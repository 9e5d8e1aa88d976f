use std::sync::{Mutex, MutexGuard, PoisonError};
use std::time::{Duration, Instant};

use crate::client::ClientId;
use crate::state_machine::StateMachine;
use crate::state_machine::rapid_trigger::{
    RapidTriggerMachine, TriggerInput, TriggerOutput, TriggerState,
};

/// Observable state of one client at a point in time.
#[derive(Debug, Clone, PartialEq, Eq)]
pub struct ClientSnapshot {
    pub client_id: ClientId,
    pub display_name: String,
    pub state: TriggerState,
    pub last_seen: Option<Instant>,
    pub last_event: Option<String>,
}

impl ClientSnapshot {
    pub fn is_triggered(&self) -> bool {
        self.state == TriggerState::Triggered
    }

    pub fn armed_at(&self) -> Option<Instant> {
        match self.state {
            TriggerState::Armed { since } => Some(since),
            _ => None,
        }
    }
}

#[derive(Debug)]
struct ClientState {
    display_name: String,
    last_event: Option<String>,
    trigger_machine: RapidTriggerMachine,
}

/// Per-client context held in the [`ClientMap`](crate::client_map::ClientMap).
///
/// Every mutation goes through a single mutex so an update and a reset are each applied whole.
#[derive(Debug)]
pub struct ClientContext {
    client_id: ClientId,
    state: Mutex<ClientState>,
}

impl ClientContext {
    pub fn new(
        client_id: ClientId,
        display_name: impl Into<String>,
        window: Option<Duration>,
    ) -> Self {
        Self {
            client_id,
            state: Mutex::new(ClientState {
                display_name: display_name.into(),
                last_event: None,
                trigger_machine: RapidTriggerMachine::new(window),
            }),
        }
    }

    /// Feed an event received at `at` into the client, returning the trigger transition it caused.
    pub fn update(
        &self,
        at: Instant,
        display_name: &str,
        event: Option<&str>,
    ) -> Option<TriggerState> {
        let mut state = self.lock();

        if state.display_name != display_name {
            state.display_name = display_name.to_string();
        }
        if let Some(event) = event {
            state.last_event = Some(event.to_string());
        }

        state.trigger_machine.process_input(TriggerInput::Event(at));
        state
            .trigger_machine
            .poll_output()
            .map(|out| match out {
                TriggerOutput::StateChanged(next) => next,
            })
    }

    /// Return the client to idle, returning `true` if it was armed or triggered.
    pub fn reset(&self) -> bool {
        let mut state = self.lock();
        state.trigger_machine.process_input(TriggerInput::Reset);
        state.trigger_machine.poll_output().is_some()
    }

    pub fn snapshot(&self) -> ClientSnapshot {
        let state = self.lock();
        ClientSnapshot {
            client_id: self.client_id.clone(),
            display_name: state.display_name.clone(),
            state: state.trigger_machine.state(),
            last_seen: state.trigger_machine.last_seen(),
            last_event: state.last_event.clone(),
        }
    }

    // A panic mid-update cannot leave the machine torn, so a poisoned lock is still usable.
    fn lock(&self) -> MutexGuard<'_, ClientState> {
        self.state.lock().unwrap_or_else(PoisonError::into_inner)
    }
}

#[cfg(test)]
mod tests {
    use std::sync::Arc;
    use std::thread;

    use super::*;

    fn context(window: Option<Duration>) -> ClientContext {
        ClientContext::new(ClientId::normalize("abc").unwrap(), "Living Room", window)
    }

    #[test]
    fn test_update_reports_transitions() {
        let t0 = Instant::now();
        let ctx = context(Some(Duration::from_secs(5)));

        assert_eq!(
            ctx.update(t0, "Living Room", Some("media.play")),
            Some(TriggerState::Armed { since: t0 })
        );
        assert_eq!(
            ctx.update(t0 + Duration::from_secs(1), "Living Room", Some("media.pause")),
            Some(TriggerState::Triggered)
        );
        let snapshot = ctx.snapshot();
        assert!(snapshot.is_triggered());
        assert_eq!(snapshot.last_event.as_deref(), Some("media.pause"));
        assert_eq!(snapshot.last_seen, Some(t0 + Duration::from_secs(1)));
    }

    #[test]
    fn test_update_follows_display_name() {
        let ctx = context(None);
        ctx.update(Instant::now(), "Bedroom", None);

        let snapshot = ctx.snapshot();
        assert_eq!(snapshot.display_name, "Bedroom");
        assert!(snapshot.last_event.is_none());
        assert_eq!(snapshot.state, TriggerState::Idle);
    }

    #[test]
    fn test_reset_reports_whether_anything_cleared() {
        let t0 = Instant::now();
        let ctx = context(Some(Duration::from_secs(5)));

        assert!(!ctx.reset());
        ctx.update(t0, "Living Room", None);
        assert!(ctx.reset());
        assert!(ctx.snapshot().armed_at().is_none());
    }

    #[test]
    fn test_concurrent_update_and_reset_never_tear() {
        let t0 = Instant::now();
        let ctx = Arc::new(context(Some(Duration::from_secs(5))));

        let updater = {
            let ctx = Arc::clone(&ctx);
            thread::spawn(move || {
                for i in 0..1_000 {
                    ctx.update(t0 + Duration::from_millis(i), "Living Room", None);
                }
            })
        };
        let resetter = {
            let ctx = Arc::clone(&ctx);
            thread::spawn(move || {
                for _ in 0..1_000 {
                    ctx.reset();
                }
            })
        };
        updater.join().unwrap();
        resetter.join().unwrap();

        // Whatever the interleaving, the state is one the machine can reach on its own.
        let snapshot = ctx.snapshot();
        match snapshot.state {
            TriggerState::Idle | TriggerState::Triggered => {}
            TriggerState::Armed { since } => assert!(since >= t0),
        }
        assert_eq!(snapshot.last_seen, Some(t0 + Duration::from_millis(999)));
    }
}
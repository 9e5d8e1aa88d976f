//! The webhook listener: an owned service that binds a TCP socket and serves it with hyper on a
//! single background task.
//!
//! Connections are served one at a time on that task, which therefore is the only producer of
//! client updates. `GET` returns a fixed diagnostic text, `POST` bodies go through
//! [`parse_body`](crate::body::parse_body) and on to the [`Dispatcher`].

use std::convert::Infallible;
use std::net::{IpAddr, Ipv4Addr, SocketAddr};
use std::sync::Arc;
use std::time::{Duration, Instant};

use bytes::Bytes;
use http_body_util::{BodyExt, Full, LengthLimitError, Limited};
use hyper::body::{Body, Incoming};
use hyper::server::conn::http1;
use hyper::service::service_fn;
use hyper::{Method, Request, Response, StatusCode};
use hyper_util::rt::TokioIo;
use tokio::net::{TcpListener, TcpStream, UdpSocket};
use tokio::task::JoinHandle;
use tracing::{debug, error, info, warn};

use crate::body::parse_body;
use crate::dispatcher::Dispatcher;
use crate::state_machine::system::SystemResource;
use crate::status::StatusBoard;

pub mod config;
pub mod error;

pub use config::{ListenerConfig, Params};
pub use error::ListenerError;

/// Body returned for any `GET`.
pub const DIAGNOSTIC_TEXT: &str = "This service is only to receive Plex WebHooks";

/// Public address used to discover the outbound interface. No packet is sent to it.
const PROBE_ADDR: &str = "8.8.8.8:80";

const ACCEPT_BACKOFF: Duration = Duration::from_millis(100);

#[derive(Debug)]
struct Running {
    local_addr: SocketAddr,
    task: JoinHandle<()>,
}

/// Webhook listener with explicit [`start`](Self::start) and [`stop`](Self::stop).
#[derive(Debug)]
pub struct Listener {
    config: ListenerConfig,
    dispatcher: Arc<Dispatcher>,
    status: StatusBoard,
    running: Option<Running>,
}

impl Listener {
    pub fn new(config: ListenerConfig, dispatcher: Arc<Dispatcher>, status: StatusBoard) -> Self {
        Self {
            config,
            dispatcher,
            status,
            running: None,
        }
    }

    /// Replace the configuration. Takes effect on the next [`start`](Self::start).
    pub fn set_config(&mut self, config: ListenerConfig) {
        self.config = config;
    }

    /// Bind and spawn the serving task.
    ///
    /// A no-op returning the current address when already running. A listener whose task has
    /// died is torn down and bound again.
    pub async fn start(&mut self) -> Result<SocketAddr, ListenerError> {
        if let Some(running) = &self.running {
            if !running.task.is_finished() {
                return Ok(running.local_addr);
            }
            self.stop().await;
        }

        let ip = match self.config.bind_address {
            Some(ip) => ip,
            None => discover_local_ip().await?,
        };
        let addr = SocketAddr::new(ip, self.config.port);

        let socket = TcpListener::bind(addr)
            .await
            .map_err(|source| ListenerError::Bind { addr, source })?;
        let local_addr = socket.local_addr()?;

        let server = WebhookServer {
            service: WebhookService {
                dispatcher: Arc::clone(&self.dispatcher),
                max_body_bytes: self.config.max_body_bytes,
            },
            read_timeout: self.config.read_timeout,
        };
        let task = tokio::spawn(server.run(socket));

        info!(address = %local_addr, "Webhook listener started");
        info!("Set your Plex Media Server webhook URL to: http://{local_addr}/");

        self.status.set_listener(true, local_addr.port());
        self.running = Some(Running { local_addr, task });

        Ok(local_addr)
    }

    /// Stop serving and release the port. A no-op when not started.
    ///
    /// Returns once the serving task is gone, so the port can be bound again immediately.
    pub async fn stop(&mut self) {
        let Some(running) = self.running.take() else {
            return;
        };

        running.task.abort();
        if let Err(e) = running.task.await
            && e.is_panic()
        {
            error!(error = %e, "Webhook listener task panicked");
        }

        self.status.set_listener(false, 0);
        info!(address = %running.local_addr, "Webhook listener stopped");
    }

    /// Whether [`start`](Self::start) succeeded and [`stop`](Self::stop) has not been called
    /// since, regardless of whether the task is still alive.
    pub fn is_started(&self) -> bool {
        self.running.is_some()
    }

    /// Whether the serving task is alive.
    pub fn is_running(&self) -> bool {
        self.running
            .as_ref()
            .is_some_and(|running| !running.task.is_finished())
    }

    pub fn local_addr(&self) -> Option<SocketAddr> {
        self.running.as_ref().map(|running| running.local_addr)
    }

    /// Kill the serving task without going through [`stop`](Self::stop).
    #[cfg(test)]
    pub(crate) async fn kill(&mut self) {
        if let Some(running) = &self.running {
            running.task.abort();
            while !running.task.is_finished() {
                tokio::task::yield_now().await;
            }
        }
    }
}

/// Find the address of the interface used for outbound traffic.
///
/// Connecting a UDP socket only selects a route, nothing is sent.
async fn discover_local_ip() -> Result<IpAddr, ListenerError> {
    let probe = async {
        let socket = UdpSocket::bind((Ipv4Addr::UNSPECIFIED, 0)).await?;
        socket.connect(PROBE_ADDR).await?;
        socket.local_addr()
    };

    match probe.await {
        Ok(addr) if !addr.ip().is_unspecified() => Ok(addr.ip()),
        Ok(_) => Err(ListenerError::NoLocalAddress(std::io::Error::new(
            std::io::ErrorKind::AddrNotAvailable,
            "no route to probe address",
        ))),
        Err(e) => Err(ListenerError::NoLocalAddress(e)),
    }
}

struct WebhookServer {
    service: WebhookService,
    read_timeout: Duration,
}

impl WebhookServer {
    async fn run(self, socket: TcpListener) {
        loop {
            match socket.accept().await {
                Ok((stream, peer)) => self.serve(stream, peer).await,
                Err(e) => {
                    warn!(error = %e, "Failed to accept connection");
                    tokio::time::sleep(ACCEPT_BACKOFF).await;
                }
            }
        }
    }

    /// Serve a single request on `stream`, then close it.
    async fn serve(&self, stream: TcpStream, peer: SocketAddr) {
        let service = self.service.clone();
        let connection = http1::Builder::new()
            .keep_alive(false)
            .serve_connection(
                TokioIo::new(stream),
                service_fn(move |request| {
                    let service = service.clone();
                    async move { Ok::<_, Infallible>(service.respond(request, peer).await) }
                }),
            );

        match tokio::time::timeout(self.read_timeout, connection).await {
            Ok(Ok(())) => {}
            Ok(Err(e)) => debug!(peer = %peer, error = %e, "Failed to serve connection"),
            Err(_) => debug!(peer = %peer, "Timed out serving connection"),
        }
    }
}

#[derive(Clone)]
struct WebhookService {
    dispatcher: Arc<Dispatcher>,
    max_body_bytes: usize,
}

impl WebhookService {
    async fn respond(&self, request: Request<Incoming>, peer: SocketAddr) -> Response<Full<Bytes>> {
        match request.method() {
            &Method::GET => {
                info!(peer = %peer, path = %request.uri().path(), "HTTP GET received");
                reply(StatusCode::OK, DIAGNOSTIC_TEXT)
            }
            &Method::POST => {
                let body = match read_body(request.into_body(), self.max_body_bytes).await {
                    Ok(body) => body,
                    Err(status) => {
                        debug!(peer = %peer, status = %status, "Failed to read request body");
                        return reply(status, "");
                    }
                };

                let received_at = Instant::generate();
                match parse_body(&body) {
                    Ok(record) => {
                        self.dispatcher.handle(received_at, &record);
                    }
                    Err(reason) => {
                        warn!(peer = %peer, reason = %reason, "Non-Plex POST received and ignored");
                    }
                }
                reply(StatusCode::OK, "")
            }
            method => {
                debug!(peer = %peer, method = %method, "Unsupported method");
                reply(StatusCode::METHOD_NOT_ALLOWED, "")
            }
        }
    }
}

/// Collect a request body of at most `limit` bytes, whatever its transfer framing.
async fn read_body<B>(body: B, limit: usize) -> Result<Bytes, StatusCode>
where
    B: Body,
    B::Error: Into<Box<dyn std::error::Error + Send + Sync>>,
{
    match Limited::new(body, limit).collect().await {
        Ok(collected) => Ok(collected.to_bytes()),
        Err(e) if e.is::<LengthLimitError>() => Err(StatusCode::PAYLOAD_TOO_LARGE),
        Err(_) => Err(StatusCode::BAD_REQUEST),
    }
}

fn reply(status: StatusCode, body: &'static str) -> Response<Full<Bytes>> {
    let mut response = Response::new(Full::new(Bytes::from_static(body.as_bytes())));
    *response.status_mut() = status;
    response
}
# # #
Each line of the entries above that includes the string "TokioIo" should be copied out.

use hyper_util::rt::TokioIo;
                TokioIo::new(stream),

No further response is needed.